The Aftermath of Coronavirus Disease 2019

Devastation or a New Dawn for Nephrology?

Rajiv Agarwal


Nephrol Dial Transplant. 2020;35(6):904-907. 

In This Article

Disaster Preparedness

The Ebola virus epidemic was a wake-up call for disaster preparedness, but it did not gain traction because of its limited impact on society. The COVID-19 pandemic is so widespread that disaster preparedness is inevitable. Like the fire drill, we may well have drills for such disasters in the future.

A stockpiling of personal protective equipment, N95 respirators and surgical masks and engineering controls are bound to emerge. While stockpiling may be necessary, it should not be reactive and should be carefully considered. For example, it may be more sensible to have such stockpiles at a national or state level in order to conserve resources.

Preparedness by dialysis chains to dedicate units or areas for such emergencies will emerge. Reduced reliance on central water delivery systems and increased performance of dialysis in individual rooms with the aid of innovative machines such as one that uses a cartridge to remove toxins is also likely.[12]
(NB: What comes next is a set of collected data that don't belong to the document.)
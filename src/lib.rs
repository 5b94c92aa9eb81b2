pub mod commands;
pub mod data;
pub mod engine;
pub mod errors;
pub mod models;
pub mod utils;

use tracing_subscriber::EnvFilter;

pub use commands::Dashboard;
pub use data::dataset::Dataset;
pub use data::loader::load_dashboard;
pub use errors::{AppError, DecodeError};

/// Install the global `tracing` subscriber. `RUST_LOG` overrides the default
/// `info` level. Safe to call more than once; later calls are no-ops.
pub fn init_tracing() {
    let _ = tracing_subscriber::fmt()
        .with_env_filter(
            EnvFilter::try_from_default_env().unwrap_or_else(|_| EnvFilter::new("info")),
        )
        .try_init();
}
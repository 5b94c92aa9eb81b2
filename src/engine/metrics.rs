use statrs::statistics::{Data, OrderStatistics};
use tracing::warn;

use crate::models::config::{MetricVariant, PercentileBounds, WinsorBounds};
use crate::models::observation::{BpsMetrics, GapDirection, Metric, Observation};

const BPS_PER_UNIT: f64 = 10_000.0;

/// Move from `from` to `to` in basis points of `from`.
/// Unavailable when either price is missing or `from` is zero.
fn bps_change(from: Option<f64>, to: Option<f64>) -> Option<f64> {
    let from = from?;
    let to = to?;
    if from == 0.0 || !from.is_finite() || !to.is_finite() {
        return None;
    }
    Some((to - from) / from * BPS_PER_UNIT)
}

/// Prior close → overnight VWAP.
pub fn reference_gap(prior_close: Option<f64>, vwap: Option<f64>) -> Option<f64> {
    bps_change(prior_close, vwap)
}

/// Overnight VWAP → next open. Positive when the open printed above the
/// execution price. Never negated.
pub fn timing_differential(vwap: Option<f64>, next_open: Option<f64>) -> Option<f64> {
    bps_change(vwap, next_open)
}

/// Prior close → next open.
pub fn total_gap(prior_close: Option<f64>, next_open: Option<f64>) -> Option<f64> {
    bps_change(prior_close, next_open)
}

pub fn vs_open(vwap: Option<f64>, next_open: Option<f64>) -> Option<f64> {
    bps_change(vwap, next_open)
}

pub fn vs_close(vwap: Option<f64>, next_close: Option<f64>) -> Option<f64> {
    bps_change(vwap, next_close)
}

/// True iff the VWAP lies between prior close and next open (inclusive) in
/// the direction of the overnight move. A flat move counts as up.
pub fn directional_consistency(
    prior_close: Option<f64>,
    vwap: Option<f64>,
    next_open: Option<f64>,
) -> bool {
    match (prior_close, vwap, next_open) {
        (Some(prior), Some(vwap), Some(open)) => {
            if open >= prior {
                prior <= vwap && vwap <= open
            } else {
                open <= vwap && vwap <= prior
            }
        }
        _ => false,
    }
}

/// Sign of the total gap; the producer flag decides only when the gap is unavailable.
pub fn gap_direction(total_gap: Option<f64>, producer_flag_up: bool) -> GapDirection {
    match total_gap {
        Some(gap) if gap >= 0.0 => GapDirection::Up,
        Some(_) => GapDirection::Down,
        None if producer_flag_up => GapDirection::Up,
        None => GapDirection::Down,
    }
}

impl BpsMetrics {
    /// Derive every metric from one price tuple. Pure: the same prices always
    /// give the same metrics.
    pub fn from_prices(
        prior_close: Option<f64>,
        vwap: Option<f64>,
        next_open: Option<f64>,
        next_close: Option<f64>,
    ) -> Self {
        BpsMetrics {
            reference_gap: reference_gap(prior_close, vwap),
            timing_differential: timing_differential(vwap, next_open),
            total_gap: total_gap(prior_close, next_open),
            vs_open: vs_open(vwap, next_open),
            vs_close: vs_close(vwap, next_close),
        }
    }
}

/// Clamp into the bounds when there are any.
pub fn winsorize(value: f64, bounds: Option<PercentileBounds>) -> f64 {
    match bounds {
        Some(b) => b.clamp(value),
        None => value,
    }
}

/// Percentile bounds of each winsorizable metric over the full dataset.
pub fn compute_bounds(observations: &[Observation], lower: usize, upper: usize) -> WinsorBounds {
    let collect = |metric: Metric| -> Option<PercentileBounds> {
        let values: Vec<f64> = observations
            .iter()
            .filter_map(|o| metric.raw(o))
            .filter(|v| v.is_finite())
            .collect();
        if values.is_empty() {
            warn!("No {:?} values available, leaving the metric unclamped", metric);
            return None;
        }
        let mut data = Data::new(values);
        Some(PercentileBounds {
            p1: data.percentile(lower),
            p99: data.percentile(upper),
        })
    };

    WinsorBounds {
        reference_gap: collect(Metric::ReferenceGap),
        timing_differential: collect(Metric::TimingDifferential),
        total_gap: collect(Metric::TotalGap),
    }
}

/// Reads metrics under the session's active variant.
#[derive(Debug, Clone, Copy, PartialEq)]
pub struct MetricView {
    pub variant: MetricVariant,
    pub bounds: WinsorBounds,
}

impl MetricView {
    pub fn new(variant: MetricVariant, bounds: WinsorBounds) -> Self {
        Self { variant, bounds }
    }

    /// A view that always returns raw values.
    pub fn raw() -> Self {
        Self::new(MetricVariant::Raw, WinsorBounds::default())
    }

    fn bounds_for(&self, metric: Metric) -> Option<PercentileBounds> {
        match metric {
            Metric::ReferenceGap => self.bounds.reference_gap,
            Metric::TimingDifferential => self.bounds.timing_differential,
            Metric::TotalGap => self.bounds.total_gap,
            Metric::VsOpen | Metric::VsClose => None,
        }
    }

    pub fn value(&self, obs: &Observation, metric: Metric) -> Option<f64> {
        let raw = metric.raw(obs)?;
        match self.variant {
            MetricVariant::Raw => Some(raw),
            MetricVariant::Winsorized => Some(winsorize(raw, self.bounds_for(metric))),
        }
    }

    pub fn reference_gap(&self, obs: &Observation) -> Option<f64> {
        self.value(obs, Metric::ReferenceGap)
    }

    pub fn timing_differential(&self, obs: &Observation) -> Option<f64> {
        self.value(obs, Metric::TimingDifferential)
    }
}
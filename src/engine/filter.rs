use std::collections::BTreeSet;

use crate::models::observation::Observation;
use crate::models::payload::UNKNOWN_SECTOR;
use crate::models::query::FilterSet;

impl FilterSet {
    /// All predicates ANDed together.
    pub fn matches(&self, obs: &Observation) -> bool {
        if let Some(asset_type) = self.asset_type {
            if obs.asset_type != asset_type {
                return false;
            }
        }
        if let Some(sector) = &self.sector {
            if &obs.sector != sector {
                return false;
            }
        }
        if let Some(category) = &self.etf_category {
            if obs.etf_category.as_ref() != Some(category) {
                return false;
            }
        }
        if obs.notional < self.min_notional {
            return false;
        }
        if !self.symbol.is_empty()
            && !obs
                .symbol
                .to_lowercase()
                .contains(&self.symbol.to_lowercase())
        {
            return false;
        }
        if self.date_from.is_some_and(|from| obs.trade_date < from) {
            return false;
        }
        if self.date_to.is_some_and(|to| obs.trade_date > to) {
            return false;
        }
        if let Some(direction) = self.gap_direction {
            if obs.gap_direction != direction {
                return false;
            }
        }
        true
    }

    /// Fresh filtered copy in input order. The base set is left untouched.
    pub fn apply(&self, observations: &[Observation]) -> Vec<Observation> {
        observations
            .iter()
            .filter(|o| self.matches(o))
            .cloned()
            .collect()
    }

    pub fn is_reset(&self) -> bool {
        *self == FilterSet::default()
    }
}

/// Distinct sectors for the sector picker, sorted, without the placeholder.
pub fn sector_options(observations: &[Observation]) -> Vec<String> {
    observations
        .iter()
        .map(|o| o.sector.as_str())
        .filter(|s| *s != UNKNOWN_SECTOR)
        .collect::<BTreeSet<_>>()
        .into_iter()
        .map(str::to_string)
        .collect()
}

/// Distinct ETF categories, sorted.
pub fn etf_category_options(observations: &[Observation]) -> Vec<String> {
    observations
        .iter()
        .filter_map(|o| o.etf_category.as_deref())
        .filter(|c| *c != UNKNOWN_SECTOR)
        .collect::<BTreeSet<_>>()
        .into_iter()
        .map(str::to_string)
        .collect()
}
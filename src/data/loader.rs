use std::path::Path;

use tracing::{error, info};

use crate::commands::Dashboard;
use crate::errors::AppError;
use crate::models::config::DashboardConfig;

use super::dataset::Dataset;

/// Read and decode the dataset file. The only suspension point of a session.
pub async fn load_dataset(path: &Path, config: &DashboardConfig) -> Result<Dataset, AppError> {
    info!("Loading dataset from {}", path.display());
    let text = tokio::fs::read_to_string(path).await.map_err(|e| {
        error!("Dataset read failed: {}", e);
        AppError::LoadFailure(format!("Cannot read {}: {}", path.display(), e))
    })?;
    Dataset::from_json_str(&text, config)
}

/// One-shot load producing a ready dashboard. No partial state is built when
/// any step fails.
pub async fn load_dashboard(
    path: impl AsRef<Path>,
    config: DashboardConfig,
) -> Result<Dashboard, AppError> {
    config.validate()?;
    let dataset = load_dataset(path.as_ref(), &config).await?;
    Dashboard::new(dataset, config)
}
Disaster preparedness would be remiss if it did not consider an equitable distribution of healthcare workforce resources during a pandemic. A global response to the availability of physicians, nurses, dialysis technicians and other providers would smooth out shortages. For example, if Italy faces a shortage of medical personnel, there should be a pool of physicians and providers who would be available to address this shortage from other countries. The medical licensing boards are likely to change in the face of this crisis.